WHAT IS REQUIRED —
Copy out exactly the stretch of the listing below that begins at the line containing "for chunk_start in" and ends at the line containing "encode_key(&mut low, &Cell::I64(-5)).unwrap();", and copy nothing outside it.

MATERIAL SUPPLIED —

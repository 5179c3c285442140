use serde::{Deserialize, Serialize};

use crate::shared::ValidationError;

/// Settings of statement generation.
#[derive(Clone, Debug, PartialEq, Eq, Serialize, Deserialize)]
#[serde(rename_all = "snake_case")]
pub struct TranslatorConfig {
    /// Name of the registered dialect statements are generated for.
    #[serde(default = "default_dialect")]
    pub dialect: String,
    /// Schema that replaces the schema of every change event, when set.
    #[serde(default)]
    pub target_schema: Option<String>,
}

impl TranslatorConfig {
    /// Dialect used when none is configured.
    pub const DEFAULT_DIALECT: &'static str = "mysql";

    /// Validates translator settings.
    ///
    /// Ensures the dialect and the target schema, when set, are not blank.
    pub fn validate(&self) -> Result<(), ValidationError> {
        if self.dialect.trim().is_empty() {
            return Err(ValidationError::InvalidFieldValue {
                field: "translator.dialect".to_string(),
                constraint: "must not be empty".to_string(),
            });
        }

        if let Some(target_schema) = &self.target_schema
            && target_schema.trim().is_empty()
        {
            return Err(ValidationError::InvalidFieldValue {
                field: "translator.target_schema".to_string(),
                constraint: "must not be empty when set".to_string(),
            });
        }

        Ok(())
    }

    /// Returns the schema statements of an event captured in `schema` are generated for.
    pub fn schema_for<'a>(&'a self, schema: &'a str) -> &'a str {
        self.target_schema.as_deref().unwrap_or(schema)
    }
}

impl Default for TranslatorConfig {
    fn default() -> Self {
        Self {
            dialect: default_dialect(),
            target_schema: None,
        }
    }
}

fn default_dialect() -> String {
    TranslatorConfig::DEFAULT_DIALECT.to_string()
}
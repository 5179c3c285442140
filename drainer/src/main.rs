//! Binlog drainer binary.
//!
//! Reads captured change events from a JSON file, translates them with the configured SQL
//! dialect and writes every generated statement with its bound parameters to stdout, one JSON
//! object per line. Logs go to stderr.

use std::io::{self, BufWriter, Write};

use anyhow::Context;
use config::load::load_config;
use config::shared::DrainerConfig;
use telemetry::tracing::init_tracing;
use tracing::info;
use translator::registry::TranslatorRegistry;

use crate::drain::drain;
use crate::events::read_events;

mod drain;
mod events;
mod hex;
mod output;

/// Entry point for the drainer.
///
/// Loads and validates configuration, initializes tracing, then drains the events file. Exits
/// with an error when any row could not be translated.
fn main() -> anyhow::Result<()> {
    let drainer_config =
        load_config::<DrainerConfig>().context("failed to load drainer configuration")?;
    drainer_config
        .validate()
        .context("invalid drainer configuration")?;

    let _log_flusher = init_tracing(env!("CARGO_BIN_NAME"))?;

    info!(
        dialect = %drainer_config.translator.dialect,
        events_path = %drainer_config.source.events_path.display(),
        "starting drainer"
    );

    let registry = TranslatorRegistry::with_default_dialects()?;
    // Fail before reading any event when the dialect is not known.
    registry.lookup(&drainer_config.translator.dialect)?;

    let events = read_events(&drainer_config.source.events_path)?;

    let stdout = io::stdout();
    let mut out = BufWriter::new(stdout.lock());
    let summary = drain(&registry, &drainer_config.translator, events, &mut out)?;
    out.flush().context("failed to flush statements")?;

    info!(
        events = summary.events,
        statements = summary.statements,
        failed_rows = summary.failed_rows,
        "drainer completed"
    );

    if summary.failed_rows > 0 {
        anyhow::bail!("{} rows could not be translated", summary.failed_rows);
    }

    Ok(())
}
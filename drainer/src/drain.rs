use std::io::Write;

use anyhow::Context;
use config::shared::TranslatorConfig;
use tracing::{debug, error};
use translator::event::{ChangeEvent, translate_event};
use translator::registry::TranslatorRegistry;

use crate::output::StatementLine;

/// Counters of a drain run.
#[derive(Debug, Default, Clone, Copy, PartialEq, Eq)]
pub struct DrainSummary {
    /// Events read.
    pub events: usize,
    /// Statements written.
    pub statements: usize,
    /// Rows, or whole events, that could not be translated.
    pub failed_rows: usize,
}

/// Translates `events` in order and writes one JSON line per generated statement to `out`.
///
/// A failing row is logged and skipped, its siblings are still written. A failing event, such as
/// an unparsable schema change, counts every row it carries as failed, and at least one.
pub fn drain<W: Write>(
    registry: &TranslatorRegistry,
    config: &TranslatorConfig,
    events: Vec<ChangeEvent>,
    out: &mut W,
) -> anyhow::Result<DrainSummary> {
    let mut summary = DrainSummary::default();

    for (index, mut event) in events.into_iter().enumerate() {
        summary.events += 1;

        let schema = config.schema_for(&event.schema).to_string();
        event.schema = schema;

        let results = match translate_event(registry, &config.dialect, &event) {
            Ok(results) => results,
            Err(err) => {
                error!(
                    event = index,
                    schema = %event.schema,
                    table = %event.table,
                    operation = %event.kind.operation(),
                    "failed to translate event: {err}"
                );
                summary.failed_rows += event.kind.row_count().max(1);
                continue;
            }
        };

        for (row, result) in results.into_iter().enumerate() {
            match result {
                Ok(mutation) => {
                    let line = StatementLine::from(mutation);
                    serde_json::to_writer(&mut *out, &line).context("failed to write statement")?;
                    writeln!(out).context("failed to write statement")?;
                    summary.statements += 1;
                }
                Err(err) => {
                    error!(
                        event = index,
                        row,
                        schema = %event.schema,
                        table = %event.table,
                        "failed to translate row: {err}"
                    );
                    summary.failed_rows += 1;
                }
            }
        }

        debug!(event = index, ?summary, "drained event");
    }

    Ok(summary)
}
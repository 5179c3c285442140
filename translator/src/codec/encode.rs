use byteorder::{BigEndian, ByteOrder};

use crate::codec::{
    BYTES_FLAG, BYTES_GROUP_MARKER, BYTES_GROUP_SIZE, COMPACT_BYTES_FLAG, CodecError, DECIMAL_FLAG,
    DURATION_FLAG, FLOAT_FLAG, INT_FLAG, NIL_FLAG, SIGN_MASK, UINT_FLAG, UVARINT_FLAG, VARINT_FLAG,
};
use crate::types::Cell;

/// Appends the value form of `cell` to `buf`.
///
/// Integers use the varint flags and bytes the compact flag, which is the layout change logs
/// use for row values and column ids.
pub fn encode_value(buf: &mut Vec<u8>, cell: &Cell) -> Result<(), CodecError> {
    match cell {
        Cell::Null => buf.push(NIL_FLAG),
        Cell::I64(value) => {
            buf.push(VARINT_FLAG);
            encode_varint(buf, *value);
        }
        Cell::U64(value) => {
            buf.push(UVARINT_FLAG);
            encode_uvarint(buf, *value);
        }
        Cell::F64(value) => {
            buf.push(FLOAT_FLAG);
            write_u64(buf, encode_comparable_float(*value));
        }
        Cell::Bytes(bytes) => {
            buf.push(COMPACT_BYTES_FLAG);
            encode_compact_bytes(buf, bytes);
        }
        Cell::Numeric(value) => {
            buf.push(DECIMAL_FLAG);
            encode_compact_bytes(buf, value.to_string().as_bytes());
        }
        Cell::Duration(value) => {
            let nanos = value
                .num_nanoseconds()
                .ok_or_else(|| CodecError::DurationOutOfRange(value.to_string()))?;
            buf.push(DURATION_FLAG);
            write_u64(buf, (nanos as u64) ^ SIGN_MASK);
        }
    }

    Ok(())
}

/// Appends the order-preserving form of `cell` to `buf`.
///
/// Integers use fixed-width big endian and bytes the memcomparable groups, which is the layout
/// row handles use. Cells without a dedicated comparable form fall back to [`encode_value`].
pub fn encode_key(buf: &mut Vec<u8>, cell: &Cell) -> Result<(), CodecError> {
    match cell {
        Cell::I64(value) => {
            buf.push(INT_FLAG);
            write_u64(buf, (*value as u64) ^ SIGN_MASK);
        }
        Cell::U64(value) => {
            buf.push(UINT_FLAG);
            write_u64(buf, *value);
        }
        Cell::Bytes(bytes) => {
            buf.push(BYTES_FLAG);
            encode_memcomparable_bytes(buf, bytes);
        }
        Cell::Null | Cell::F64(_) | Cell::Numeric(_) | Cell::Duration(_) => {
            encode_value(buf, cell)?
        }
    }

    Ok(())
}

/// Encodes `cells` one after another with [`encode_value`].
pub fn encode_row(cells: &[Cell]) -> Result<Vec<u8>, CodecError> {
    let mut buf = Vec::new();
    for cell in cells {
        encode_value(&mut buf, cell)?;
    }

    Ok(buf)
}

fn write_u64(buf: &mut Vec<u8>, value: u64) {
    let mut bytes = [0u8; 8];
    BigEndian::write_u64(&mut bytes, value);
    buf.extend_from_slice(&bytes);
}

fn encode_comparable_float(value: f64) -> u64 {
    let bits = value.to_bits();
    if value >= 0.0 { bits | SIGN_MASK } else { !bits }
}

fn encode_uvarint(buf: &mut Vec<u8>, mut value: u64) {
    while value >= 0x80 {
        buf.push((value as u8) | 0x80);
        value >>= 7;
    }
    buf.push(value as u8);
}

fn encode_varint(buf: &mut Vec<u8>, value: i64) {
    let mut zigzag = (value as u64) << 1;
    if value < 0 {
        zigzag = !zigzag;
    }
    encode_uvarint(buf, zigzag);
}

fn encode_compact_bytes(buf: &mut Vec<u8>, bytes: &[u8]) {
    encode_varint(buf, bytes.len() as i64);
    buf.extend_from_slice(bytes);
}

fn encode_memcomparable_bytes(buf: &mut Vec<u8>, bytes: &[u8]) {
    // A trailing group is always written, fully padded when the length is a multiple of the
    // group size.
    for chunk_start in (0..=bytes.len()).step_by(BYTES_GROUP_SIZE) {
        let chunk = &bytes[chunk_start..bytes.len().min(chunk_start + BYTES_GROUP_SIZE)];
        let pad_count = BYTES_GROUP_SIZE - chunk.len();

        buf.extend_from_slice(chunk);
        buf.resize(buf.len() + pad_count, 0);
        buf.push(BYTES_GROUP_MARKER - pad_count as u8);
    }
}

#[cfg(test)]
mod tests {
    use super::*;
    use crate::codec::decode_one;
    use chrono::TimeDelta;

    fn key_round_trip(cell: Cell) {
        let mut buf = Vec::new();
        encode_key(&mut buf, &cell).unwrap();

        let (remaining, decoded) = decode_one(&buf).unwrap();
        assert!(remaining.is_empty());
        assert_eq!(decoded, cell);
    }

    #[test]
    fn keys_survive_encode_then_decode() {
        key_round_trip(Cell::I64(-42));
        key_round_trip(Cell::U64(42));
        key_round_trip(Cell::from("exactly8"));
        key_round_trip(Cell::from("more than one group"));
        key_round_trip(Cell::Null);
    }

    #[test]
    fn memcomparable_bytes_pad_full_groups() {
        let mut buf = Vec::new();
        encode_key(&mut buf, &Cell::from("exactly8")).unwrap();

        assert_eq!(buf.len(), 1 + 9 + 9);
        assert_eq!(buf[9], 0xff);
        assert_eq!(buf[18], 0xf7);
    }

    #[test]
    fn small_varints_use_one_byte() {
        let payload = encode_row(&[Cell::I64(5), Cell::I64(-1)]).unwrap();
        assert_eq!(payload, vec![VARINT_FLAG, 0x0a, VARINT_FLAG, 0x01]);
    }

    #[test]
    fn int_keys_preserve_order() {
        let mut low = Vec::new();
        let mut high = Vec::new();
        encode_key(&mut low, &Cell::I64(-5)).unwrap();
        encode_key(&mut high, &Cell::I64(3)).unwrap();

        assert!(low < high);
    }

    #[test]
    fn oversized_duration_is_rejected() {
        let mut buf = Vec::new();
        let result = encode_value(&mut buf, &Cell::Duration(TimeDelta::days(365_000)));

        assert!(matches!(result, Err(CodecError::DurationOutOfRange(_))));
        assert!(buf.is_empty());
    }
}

OUTPUT OF THE TASK —
    for chunk_start in (0..=bytes.len()).step_by(BYTES_GROUP_SIZE) {
        let chunk = &bytes[chunk_start..bytes.len().min(chunk_start + BYTES_GROUP_SIZE)];
        let pad_count = BYTES_GROUP_SIZE - chunk.len();

        buf.extend_from_slice(chunk);
        buf.resize(buf.len() + pad_count, 0);
        buf.push(BYTES_GROUP_MARKER - pad_count as u8);
    }
}

#[cfg(test)]
mod tests {
    use super::*;
    use crate::codec::decode_one;
    use chrono::TimeDelta;

    fn key_round_trip(cell: Cell) {
        let mut buf = Vec::new();
        encode_key(&mut buf, &cell).unwrap();

        let (remaining, decoded) = decode_one(&buf).unwrap();
        assert!(remaining.is_empty());
        assert_eq!(decoded, cell);
    }

    #[test]
    fn keys_survive_encode_then_decode() {
        key_round_trip(Cell::I64(-42));
        key_round_trip(Cell::U64(42));
        key_round_trip(Cell::from("exactly8"));
        key_round_trip(Cell::from("more than one group"));
        key_round_trip(Cell::Null);
    }

    #[test]
    fn memcomparable_bytes_pad_full_groups() {
        let mut buf = Vec::new();
        encode_key(&mut buf, &Cell::from("exactly8")).unwrap();

        assert_eq!(buf.len(), 1 + 9 + 9);
        assert_eq!(buf[9], 0xff);
        assert_eq!(buf[18], 0xf7);
    }

    #[test]
    fn small_varints_use_one_byte() {
        let payload = encode_row(&[Cell::I64(5), Cell::I64(-1)]).unwrap();
        assert_eq!(payload, vec![VARINT_FLAG, 0x0a, VARINT_FLAG, 0x01]);
    }

    #[test]
    fn int_keys_preserve_order() {
        let mut low = Vec::new();
        let mut high = Vec::new();
        encode_key(&mut low, &Cell::I64(-5)).unwrap();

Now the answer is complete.